I’m hoping that with #3, E will be a little more balanced herself. R would be walking so much better if someone had more time to spend helping her! As it is, she’s really started to take off. She stands by herself for a long time now, and takes a few hesitating steps. It’s kind of funny how different she is from E — R has much better balance than E did, but isn’t nearly as much of a daredevil, so she doesn’t try so much.

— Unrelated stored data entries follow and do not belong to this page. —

//! Order saga service entry point.

use std::sync::Arc;

use api::AppState;
use api::config::{Config, LogFormat};
use event_store::{EventStore, InMemoryEventStore, PostgresEventStore};
use metrics_exporter_prometheus::PrometheusHandle;
use saga::{HttpFundsClient, HttpMatchingClient, SagaCoordinator, SagaRunner};
use tokio::signal;
use tracing_subscriber::EnvFilter;
use tracing_subscriber::layer::SubscriberExt;
use tracing_subscriber::util::SubscriberInitExt;

/// Waits for a shutdown signal (SIGINT or SIGTERM).
async fn shutdown_signal() {
    let ctrl_c = async {
        signal::ctrl_c()
            .await
            .expect("failed to install SIGINT handler");
    };

    #[cfg(unix)]
    let terminate = async {
        signal::unix::signal(signal::unix::SignalKind::terminate())
            .expect("failed to install SIGTERM handler")
            .recv()
            .await;
    };

    #[cfg(not(unix))]
    let terminate = std::future::pending::<()>();

    tokio::select! {
        () = ctrl_c => {
            tracing::info!("received SIGINT, starting graceful shutdown");
        }
        () = terminate => {
            tracing::info!("received SIGTERM, starting graceful shutdown");
        }
    }
}

fn init_tracing(config: &Config) {
    let filter = EnvFilter::new(&config.log_level);
    let (json, pretty) = match config.log_format {
        LogFormat::Json => (Some(tracing_subscriber::fmt::layer().json()), None),
        LogFormat::Pretty => (None, Some(tracing_subscriber::fmt::layer())),
    };
    tracing_subscriber::registry()
        .with(filter)
        .with(json)
        .with(pretty)
        .init();
}

#[tokio::main]
async fn main() {
    // 1. Load and check configuration before anything else runs
    let config = match Config::from_env().and_then(|config| config.validate().map(|()| config)) {
        Ok(config) => config,
        Err(e) => {
            eprintln!("invalid configuration: {e}");
            std::process::exit(2);
        }
    };

    // 2. Initialize tracing
    init_tracing(&config);

    // 3. Install Prometheus metrics recorder
    let metrics_handle = metrics_exporter_prometheus::PrometheusBuilder::new()
        .install_recorder()
        .expect("failed to install Prometheus recorder");

    // 4. Pick the saga log
    match config.database_url.clone() {
        Some(url) => {
            let store = PostgresEventStore::connect(&url, 10)
                .await
                .expect("failed to connect to the saga log database");
            store
                .run_migrations()
                .await
                .expect("failed to run saga log migrations");
            tracing::info!("using PostgreSQL saga log");
            run(store, config, metrics_handle).await;
        }
        None => {
            tracing::warn!("DATABASE_URL not set, saga log is in memory and lost on exit");
            run(InMemoryEventStore::new(), config, metrics_handle).await;
        }
    }
}

async fn run<S: EventStore + 'static>(store: S, config: Config, metrics_handle: PrometheusHandle) {
    // 5. Build the saga engine
    let saga_config = config.saga_config().expect("configuration was validated");
    let funds = HttpFundsClient::new(&config.funds_service_url, saga_config.call_timeout)
        .expect("invalid FUNDS_SERVICE_URL");
    let matching = HttpMatchingClient::new(&config.matching_service_url, saga_config.call_timeout)
        .expect("invalid MATCHING_SERVICE_URL");
    let coordinator = Arc::new(SagaCoordinator::from_config(
        store,
        funds,
        matching,
        &saga_config,
    ));
    let runner = Arc::new(SagaRunner::new(coordinator, saga_config.max_concurrent_sagas));

    // 6. Pick up sagas a previous process left unfinished
    if let Err(e) = runner.recover().await {
        tracing::error!(error = %e, "saga recovery failed");
    }

    // 7. Build the application
    let app = api::create_app(AppState::new(Arc::clone(&runner)), metrics_handle);

    // 8. Start server
    let addr = config.addr();
    tracing::info!(%addr, "starting order saga service");

    let listener = tokio::net::TcpListener::bind(&addr)
        .await
        .expect("failed to bind address");
    axum::serve(listener, app)
        .with_graceful_shutdown(shutdown_signal())
        .await
        .expect("server error");

    // 9. Let running sagas, including compensation, finish
    if tokio::time::timeout(config.shutdown_timeout, runner.shutdown())
        .await
        .is_err()
    {
        tracing::warn!(
            in_flight = runner.in_flight(),
            "shutdown timeout elapsed with sagas still running"
        );
    }

    tracing::info!("server shut down gracefully");
}
impl InMemoryFundsService {
    pub fn new() -> Self {
        Self::default()
    }

    /// Records calls into `log` instead of a private one.
    pub fn with_call_log(log: CallLog) -> Self {
        Self {
            state: Arc::default(),
            log,
        }
    }

    pub fn call_log(&self) -> &CallLog {
        &self.log
    }

    /// Makes the next `times` calls of `operation` fail as scripted.
    pub fn fail_next(&self, operation: Operation, failure: ScriptedFailure, times: usize) {
        lock(&self.state)
            .scripts
            .set(operation, failure, Some(times));
    }

    /// Makes every call of `operation` fail as scripted.
    pub fn fail_always(&self, operation: Operation, failure: ScriptedFailure) {
        lock(&self.state).scripts.set(operation, failure, None);
    }

    /// Delays every call, to keep sagas in flight.
    pub fn set_latency(&self, latency: Duration) {
        lock(&self.state).latency = Some(latency);
    }

    pub fn reservation(&self, reservation_id: &str) -> Option<HeldFunds> {
        lock(&self.state).reservations.get(reservation_id).cloned()
    }

    /// Number of distinct reservations ever created.
    pub fn reservation_count(&self) -> usize {
        lock(&self.state).reservations.len()
    }

    /// Number of reservations still holding funds.
    pub fn held_count(&self) -> usize {
        lock(&self.state)
            .reservations
            .values()
            .filter(|r| r.status == ReservationStatus::Held)
            .count()
    }

    async fn begin(&self, operation: Operation, key: &str, resource_id: Option<&str>) -> Option<ScriptedFailure> {
        self.log.push(operation, key, resource_id);
        let (latency, scripted) = {
            let mut state = lock(&self.state);
            (state.latency, state.scripts.take(operation))
        };
        if let Some(latency) = latency {
            tokio::time::sleep(latency).await;
        }
        if scripted == Some(ScriptedFailure::Hang) {
            std::future::pending::<()>().await;
        }
        scripted
    }

    fn set_status(&self, request: &ResourceCall, status: ReservationStatus) -> Option<&'static str> {
        let mut state = lock(&self.state);
        let reservation = state.reservations.get_mut(&request.resource_id)?;
        match (reservation.status, status) {
            (ReservationStatus::Held, _) => reservation.status = status,
            (current, wanted) if current == wanted => {}
            (ReservationStatus::Committed, ReservationStatus::Cancelled) => {
                return Some("reservation already committed");
            }
            _ => return Some("reservation already cancelled"),
        }
        None
    }

    fn acknowledge(
        &self,
        request: &ResourceCall,
        status: ReservationStatus,
        scripted: Option<ScriptedFailure>,
        done: &str,
    ) -> StepOutcome<Acknowledgement> {
        if let Some(outcome) = rejection(&scripted) {
            return outcome;
        }
        let known = lock(&self.state)
            .reservations
            .contains_key(&request.resource_id);
        if !known {
            if status == ReservationStatus::Cancelled {
                // Nothing was held under this ID; releasing it is a no-op.
                return StepOutcome::Success(Acknowledgement {
                    status: "NOT_FOUND".to_string(),
                });
            }
            return StepOutcome::FatalFailure(StepFailure::new(format!(
                "reservation {} not found",
                request.resource_id
            )));
        }
        if let Some(conflict) = self.set_status(request, status) {
            return StepOutcome::FatalFailure(StepFailure::new(conflict));
        }
        answer(scripted, Acknowledgement {
            status: done.to_string(),
        })
    }
}

/// Returns the outcome for failures that apply nothing.
fn rejection<T>(scripted: &Option<ScriptedFailure>) -> Option<StepOutcome<T>> {
    match scripted {
        Some(ScriptedFailure::Retryable(message)) => Some(StepOutcome::RetryableFailure(
            StepFailure::new(message.clone()),
        )),
        Some(ScriptedFailure::Fatal(message)) => {
            Some(StepOutcome::FatalFailure(StepFailure::new(message.clone())))
        }
        _ => None,
    }
}

/// Wraps an applied effect, dropping the answer for ambiguous scripts.
fn answer<T>(scripted: Option<ScriptedFailure>, value: T) -> StepOutcome<T> {
    if scripted == Some(ScriptedFailure::Ambiguous) {
        return StepOutcome::RetryableFailure(StepFailure::ambiguous(
            "connection reset after request was sent",
        ));
    }
    StepOutcome::Success(value)
}

#[async_trait]
impl FundsService for InMemoryFundsService {
    async fn reserve_funds(&self, request: &ReserveFunds) -> StepOutcome<Reservation> {
        let key = request.idempotency_key.as_str();
        let scripted = self.begin(Operation::ReserveFunds, key, None).await;
        if let Some(outcome) = rejection(&scripted) {
            return outcome;
        }

        let reservation_id = {
            let mut state = lock(&self.state);
            match state.reservation_by_key.get(key) {
                Some(existing) => existing.clone(),
                None => {
                    state.next_id += 1;
                    let id = format!("res-{:04}", state.next_id);
                    state.reservations.insert(
                        id.clone(),
                        HeldFunds {
                            user_id: request.user_id.clone(),
                            amount: request.amount,
                            currency: request.currency.clone(),
                            status: ReservationStatus::Held,
                        },
                    );
                    state.reservation_by_key.insert(key.to_string(), id.clone());
                    id
                }
            }
        };

        answer(scripted, Reservation {
            reservation_id,
            status: "RESERVED".to_string(),
        })
    }

    async fn commit_reservation(&self, request: &ResourceCall) -> StepOutcome<Acknowledgement> {
        let scripted = self
            .begin(
                Operation::CommitReservation,
                request.idempotency_key.as_str(),
                Some(&request.resource_id),
            )
            .await;
        self.acknowledge(request, ReservationStatus::Committed, scripted, "COMMITTED")
    }

    async fn cancel_reservation(&self, request: &ResourceCall) -> StepOutcome<Acknowledgement> {
        let scripted = self
            .begin(
                Operation::CancelReservation,
                request.idempotency_key.as_str(),
                Some(&request.resource_id),
            )
            .await;
        self.acknowledge(request, ReservationStatus::Cancelled, scripted, "CANCELLED")
    }
}

#[derive(Debug, Clone)]
pub struct BookedOrder {
    pub reservation_id: String,
    pub status: OrderStatus,
    pub match_id: Option<String>,
}

#[derive(Debug)]
struct MatchingState {
    orders: HashMap<String, BookedOrder>,
    order_by_key: HashMap<String, String>,
    next_id: u32,
    placement_status: OrderStatus,
    scripts: Scripts,
    latency: Option<Duration>,
}

impl Default for MatchingState {
    fn default() -> Self {
        Self {
            orders: HashMap::new(),
            order_by_key: HashMap::new(),
            next_id: 0,
            placement_status: OrderStatus::Matched,
            scripts: Scripts::default(),
            latency: None,
        }
    }
}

It’s interesting, as R gets older, to see how my perceptions of her growing are different than they were from those of E. I suppose I don’t have time to pay as much exclusive attention to her–and since I know now the general course of infancy and early toddlerhood, I’m less eager for it to speed on by–and so the Big Moments come more as a surprise. One day R sat by herself without falling over; one day she could support her own weight; another day she cautiously let go of the couch to stand alone. One day she sat in her walker, the next day she zoomed through the house, knocking down her sister in the process. Everything is happening suddenly; my brain in perpetual distraction mode fails to notice the warning signs until, each day, R is suddenly that much older. Somehow my newborn turned into an 8-month-old.
I never thought E was going to grow up. It seemed like she sat in her walker for months (it can’t possibly have been that long) before she figured out how to do anything besides move backwards.
I love the fact that we have two girls so close in age. They clearly adore each other–although they’re also learning now how to ignore each other and even get annoyed at each other (mainly E gets annoyed at R for the aforementioned running over in her walker, and R gets annoyed at E for trying to pick her up). And I’m not really sorry that I’m missing the in-between moments of R’s early childhood–it comes with the territory, and I imagine it’s only going to get worse with (Lord willing) #3.
But I finally have some glimmer of understanding of what people mean when they say to treasure the moments before they’re gone–just because now there are such fewer moments that I even see.